**Problem details:** Reproduce each line of the entries that carries "Uuid".

**Records provided:**
%%

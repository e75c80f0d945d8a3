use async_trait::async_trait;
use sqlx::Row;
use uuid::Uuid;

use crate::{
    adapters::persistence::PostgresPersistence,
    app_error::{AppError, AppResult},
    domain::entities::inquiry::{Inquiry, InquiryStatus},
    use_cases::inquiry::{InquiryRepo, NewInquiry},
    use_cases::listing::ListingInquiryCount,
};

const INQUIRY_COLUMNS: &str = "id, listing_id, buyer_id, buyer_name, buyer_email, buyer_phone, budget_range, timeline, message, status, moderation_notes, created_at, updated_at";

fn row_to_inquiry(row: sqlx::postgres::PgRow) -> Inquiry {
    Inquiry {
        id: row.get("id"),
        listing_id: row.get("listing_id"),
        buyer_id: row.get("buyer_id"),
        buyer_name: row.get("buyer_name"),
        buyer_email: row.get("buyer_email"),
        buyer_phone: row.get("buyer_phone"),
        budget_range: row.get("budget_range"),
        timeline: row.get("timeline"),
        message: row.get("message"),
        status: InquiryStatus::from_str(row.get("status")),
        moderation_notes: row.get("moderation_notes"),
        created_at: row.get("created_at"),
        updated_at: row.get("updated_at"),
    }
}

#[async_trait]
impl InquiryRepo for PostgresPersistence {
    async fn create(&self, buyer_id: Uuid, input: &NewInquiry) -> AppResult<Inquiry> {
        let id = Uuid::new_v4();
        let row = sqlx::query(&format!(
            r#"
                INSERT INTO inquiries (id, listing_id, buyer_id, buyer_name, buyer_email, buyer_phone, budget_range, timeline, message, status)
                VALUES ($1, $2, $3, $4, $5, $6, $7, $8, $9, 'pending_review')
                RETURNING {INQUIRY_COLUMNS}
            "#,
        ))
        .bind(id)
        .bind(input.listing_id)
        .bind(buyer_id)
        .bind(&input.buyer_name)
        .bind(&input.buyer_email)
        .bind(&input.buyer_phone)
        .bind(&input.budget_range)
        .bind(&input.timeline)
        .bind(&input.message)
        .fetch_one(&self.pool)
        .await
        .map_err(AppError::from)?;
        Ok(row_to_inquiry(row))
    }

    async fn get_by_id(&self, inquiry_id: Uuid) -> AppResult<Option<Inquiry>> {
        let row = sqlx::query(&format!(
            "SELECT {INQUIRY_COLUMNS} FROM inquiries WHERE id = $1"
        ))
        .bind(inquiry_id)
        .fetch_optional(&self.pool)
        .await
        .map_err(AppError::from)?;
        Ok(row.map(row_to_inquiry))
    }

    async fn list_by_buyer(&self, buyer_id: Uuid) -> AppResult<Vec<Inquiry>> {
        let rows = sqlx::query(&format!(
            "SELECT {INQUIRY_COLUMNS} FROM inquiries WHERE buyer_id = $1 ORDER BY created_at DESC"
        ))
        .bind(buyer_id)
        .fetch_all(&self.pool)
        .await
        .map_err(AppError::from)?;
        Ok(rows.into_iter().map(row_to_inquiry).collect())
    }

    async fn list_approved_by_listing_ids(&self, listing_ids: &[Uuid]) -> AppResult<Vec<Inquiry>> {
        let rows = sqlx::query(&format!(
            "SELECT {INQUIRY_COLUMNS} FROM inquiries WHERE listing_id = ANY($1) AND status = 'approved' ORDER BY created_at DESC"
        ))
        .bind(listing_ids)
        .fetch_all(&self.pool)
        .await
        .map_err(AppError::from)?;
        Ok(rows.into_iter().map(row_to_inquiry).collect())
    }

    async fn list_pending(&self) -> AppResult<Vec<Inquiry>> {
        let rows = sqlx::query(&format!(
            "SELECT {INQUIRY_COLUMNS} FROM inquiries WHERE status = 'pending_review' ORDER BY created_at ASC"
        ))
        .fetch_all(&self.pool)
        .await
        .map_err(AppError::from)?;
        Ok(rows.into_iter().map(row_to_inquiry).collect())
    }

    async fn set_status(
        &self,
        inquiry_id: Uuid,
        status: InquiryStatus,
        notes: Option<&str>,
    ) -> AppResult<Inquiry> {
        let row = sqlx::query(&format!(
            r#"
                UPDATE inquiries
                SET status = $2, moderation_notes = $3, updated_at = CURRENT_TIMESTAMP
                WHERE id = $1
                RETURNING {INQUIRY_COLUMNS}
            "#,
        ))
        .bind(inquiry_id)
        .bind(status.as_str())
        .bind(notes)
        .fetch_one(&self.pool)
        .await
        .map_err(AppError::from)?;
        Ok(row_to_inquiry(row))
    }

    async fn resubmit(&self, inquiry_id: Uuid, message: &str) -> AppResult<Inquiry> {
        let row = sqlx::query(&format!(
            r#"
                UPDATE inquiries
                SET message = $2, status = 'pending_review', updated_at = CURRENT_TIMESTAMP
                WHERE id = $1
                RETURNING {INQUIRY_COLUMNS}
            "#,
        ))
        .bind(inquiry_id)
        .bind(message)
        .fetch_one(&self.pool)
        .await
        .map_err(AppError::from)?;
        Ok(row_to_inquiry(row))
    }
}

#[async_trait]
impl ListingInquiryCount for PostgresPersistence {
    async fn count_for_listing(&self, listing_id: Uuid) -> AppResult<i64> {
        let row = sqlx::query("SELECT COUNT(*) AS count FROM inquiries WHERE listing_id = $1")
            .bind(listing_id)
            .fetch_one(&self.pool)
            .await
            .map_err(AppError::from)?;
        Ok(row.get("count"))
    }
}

%%

**Answer section:**
use uuid::Uuid;
    async fn create(&self, buyer_id: Uuid, input: &NewInquiry) -> AppResult<Inquiry> {
        let id = Uuid::new_v4();
    async fn get_by_id(&self, inquiry_id: Uuid) -> AppResult<Option<Inquiry>> {
    async fn list_by_buyer(&self, buyer_id: Uuid) -> AppResult<Vec<Inquiry>> {
    async fn list_approved_by_listing_ids(&self, listing_ids: &[Uuid]) -> AppResult<Vec<Inquiry>> {
        inquiry_id: Uuid,
    async fn resubmit(&self, inquiry_id: Uuid, message: &str) -> AppResult<Inquiry> {
    async fn count_for_listing(&self, listing_id: Uuid) -> AppResult<i64> {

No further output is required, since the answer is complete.